Dividendos e Planejamento Societário: como a alteração da distribuição afeta o balanço patrimonial e a governança? A promulgação da Lei nº 15.270/2025 provocou uma verdadeira corrida aos balanços corporativos.
A introdução da retenção de 10% de Imposto de Renda na fonte sobre dividendos que ultrapassam R$ 50 mil mensais, somada ao imposto mínimo para rendas anuais superiores a R$ 600 mil, sepultou a neutralidade fiscal que vigorava há décadas no país. Contudo, o erro mais comum dos gestores tem sido tratar esse cenário sob uma ótica estritamente contábil. O verdadeiro desafio reside no impacto cruzado entre a contabilidade e o Direito Societário.
Do ponto de vista contábil, a estratégia imediata adotada pelo mercado para mitigar a transição foi a distribuição extraordinária dos lucros acumulados e reservas apuradas até 31 de dezembro de 2025, cujos pagamentos foram postergados pela legislação até o final do exercício de 2028. Essa manobra drena o Patrimônio Líquido (PL) e infla o Passivo Circulante ou Não Circulante na conta de “Dividendos a Pagar”.
No entanto, o esvaziamento do PL altera drasticamente os indicadores de liquidez, endividamento e valuation da empresa. Juridicamente, se essa alteração patrimonial violar covenants estabelecidos em contratos de financiamento ou debêntures, pode acarretar o vencimento antecipado de dívidas estruturais.
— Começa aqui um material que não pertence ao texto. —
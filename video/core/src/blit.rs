use bit_field::BitField;
use log::trace;
use crate::surface::Surface;
use crate::tile::{Tile, TileKind, FONT_COLOR_KEY, TILE_HEIGHT, TILE_WIDTH, TRANSPARENT_COLOR};

/// Palette index the solid-white blit forces opaque pixels to.
pub const WHITE_INDEX: u8 = 0x0F;
/// Bit that selects the high-intensity half of the palette.
pub const INTENSITY_BIT: usize = 3;

#[derive(Copy, Clone, Debug, PartialEq, Eq)]
pub struct Rect {
    pub x: i32,
    pub y: i32,
    pub w: i32,
    pub h: i32,
}

impl Rect {
    pub const fn new(x: i32, y: i32, w: i32, h: i32) -> Self {
        Self { x, y, w, h }
    }

    /// Saturates, so a clip rect may extend to the end of the coordinate space.
    pub const fn right(&self) -> i32 {
        self.x.saturating_add(self.w)
    }

    pub const fn bottom(&self) -> i32 {
        self.y.saturating_add(self.h)
    }

    pub fn intersect(&self, other: &Rect) -> Option<Rect> {
        let x = self.x.max(other.x);
        let y = self.y.max(other.y);
        let r = self.right().min(other.right());
        let b = self.bottom().min(other.bottom());
        if r <= x || b <= y {
            return None
        }
        Some(Rect::new(x, y, r.saturating_sub(x), b.saturating_sub(y)))
    }
}

#[derive(Copy, Clone, Debug, PartialEq, Eq)]
pub enum HighlightPattern {
    /// The triangle below the anti-diagonal.
    LowerRight,
    Full,
    /// The triangle below the diagonal.
    LowerLeft,
}

impl HighlightPattern {
    fn covers(self, row: usize, col: usize) -> bool {
        match self {
            HighlightPattern::LowerRight => row + col >= TILE_WIDTH - 1,
            HighlightPattern::Full => true,
            HighlightPattern::LowerLeft => row >= col,
        }
    }
}

/// CPU-side tile compositing into an indexed surface. Tiles hanging off
/// the surface edge are cut to the visible part.
pub struct TileBlitter<'a> {
    surface: &'a mut Surface,
}

impl<'a> TileBlitter<'a> {
    pub fn new(surface: &'a mut Surface) -> Self {
        Self { surface }
    }

    fn bounds(&self) -> Rect {
        Rect::new(0, 0, self.surface.width() as i32, self.surface.height() as i32)
    }

    /// Runs `op(dst, src)` over the part of the tile inside `clip`. `op`
    /// returns the new destination value, or `None` to leave it.
    fn composite<const W: usize, const H: usize>(
        &mut self,
        tile: &Tile<W, H>,
        x: i32,
        y: i32,
        clip: Rect,
        flip_y: bool,
        mut op: impl FnMut(u8, u8) -> Option<u8>,
    ) {
        let placed = Rect::new(x, y, W as i32, H as i32);
        let Some(area) = placed.intersect(&clip).and_then(|r| r.intersect(&self.bounds())) else {
            trace!(target: "video", "tile at ({}, {}) fully clipped", x, y);
            return
        };

        for dy in area.y..area.bottom() {
            let ty = (dy - y) as usize;
            let src = &tile.pixels[if flip_y { H - 1 - ty } else { ty }];
            let row = self.surface.row_mut(dy as usize);

            for dx in area.x..area.right() {
                let d = &mut row[dx as usize];
                if let Some(v) = op(*d, src[(dx - x) as usize]) {
                    *d = v;
                }
            }
        }
    }

    pub fn blit_opaque<const W: usize, const H: usize>(&mut self, tile: &Tile<W, H>, x: i32, y: i32) {
        let bounds = self.bounds();
        self.composite(tile, x, y, bounds, false, |_, s| Some(s));
    }

    pub fn blit_transparent<const W: usize, const H: usize>(&mut self, tile: &Tile<W, H>, x: i32, y: i32) {
        let bounds = self.bounds();
        self.composite(tile, x, y, bounds, false, keyed);
    }

    /// Solid tiles are copied whole, everything else keyed.
    pub fn draw_tile<const W: usize, const H: usize>(&mut self, tile: &Tile<W, H>, x: i32, y: i32) {
        match tile.kind {
            TileKind::Solid => self.blit_opaque(tile, x, y),
            _ => self.blit_transparent(tile, x, y),
        }
    }

    /// Keyed copy that swaps the font colour key for `color`.
    pub fn blit_recolor<const W: usize, const H: usize>(&mut self, tile: &Tile<W, H>, x: i32, y: i32, color: u8) {
        let bounds = self.bounds();
        self.composite(tile, x, y, bounds, false, |_, s| match s {
            TRANSPARENT_COLOR => None,
            FONT_COLOR_KEY => Some(color),
            _ => Some(s),
        });
    }

    /// Silhouette in white. Solid tiles have no silhouette and are copied.
    pub fn blit_solid_white<const W: usize, const H: usize>(&mut self, tile: &Tile<W, H>, x: i32, y: i32) {
        if tile.kind == TileKind::Solid {
            return self.blit_opaque(tile, x, y)
        }
        let bounds = self.bounds();
        self.composite(tile, x, y, bounds, false, |_, s| (s != TRANSPARENT_COLOR).then_some(WHITE_INDEX));
    }

    /// Brightens what is already on the surface under the tile's opaque
    /// pixels. Only transparent tiles carry a usable mask.
    pub fn blit_mask_bit<const W: usize, const H: usize>(&mut self, tile: &Tile<W, H>, x: i32, y: i32) {
        if tile.kind != TileKind::Transparent {
            return
        }
        let bounds = self.bounds();
        self.composite(tile, x, y, bounds, false, |mut d, s| {
            d.set_bit(INTENSITY_BIT, true);
            (s != TRANSPARENT_COLOR).then_some(d)
        });
    }

    /// Keyed copy, upside down.
    pub fn blit_flipped<const W: usize, const H: usize>(&mut self, tile: &Tile<W, H>, x: i32, y: i32) {
        let bounds = self.bounds();
        self.composite(tile, x, y, bounds, true, keyed);
    }

    /// Keyed copy limited to `clip`.
    pub fn blit_clipped<const W: usize, const H: usize>(&mut self, tile: &Tile<W, H>, x: i32, y: i32, clip: Rect) {
        self.composite(tile, x, y, clip, false, keyed);
    }

    /// Sets the intensity bit over a tile-sized area in `pattern`.
    pub fn highlight(&mut self, x: i32, y: i32, pattern: HighlightPattern) {
        let area = Rect::new(x, y, TILE_WIDTH as i32, TILE_HEIGHT as i32);
        let Some(area) = area.intersect(&self.bounds()) else {
            return
        };

        for dy in area.y..area.bottom() {
            let row = self.surface.row_mut(dy as usize);
            for dx in area.x..area.right() {
                if pattern.covers((dy - y) as usize, (dx - x) as usize) {
                    row[dx as usize].set_bit(INTENSITY_BIT, true);
                }
            }
        }
    }
}

#[inline(always)]
fn keyed(_: u8, s: u8) -> Option<u8> {
    (s != TRANSPARENT_COLOR).then_some(s)
}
Ademais, sob a ótica do Direito Societário e da Governança em empresas de controle familiar, a retenção ou distribuição massiva de lucros é o gatilho perfeito para o dissídio entre os sócios. O acionista investidor exigirá a retenção de lucros para expansão (criando fundos de reserva nos termos do Art. 196 da Lei das S.A.), enquanto o acionista familiar/herdeiro, muitas vezes dependente daquela renda, pressionará pela distribuição contínua.
Para pacificar essas relações e proteger os administradores de acusações de violação de deveres fiduciários (Art. 153 da LSA), torna-se mandatória a modernização dos Acordos de Sócios. É preciso formalizar critérios matemáticos e jurídicos rígidos para a retenção de resultados, instituir conselhos de administração ou comitês financeiros imparciais e prever mecanismos de saída para sócios dissidentes, garantindo que a nova política tributária não destrua a própria operação da empresa.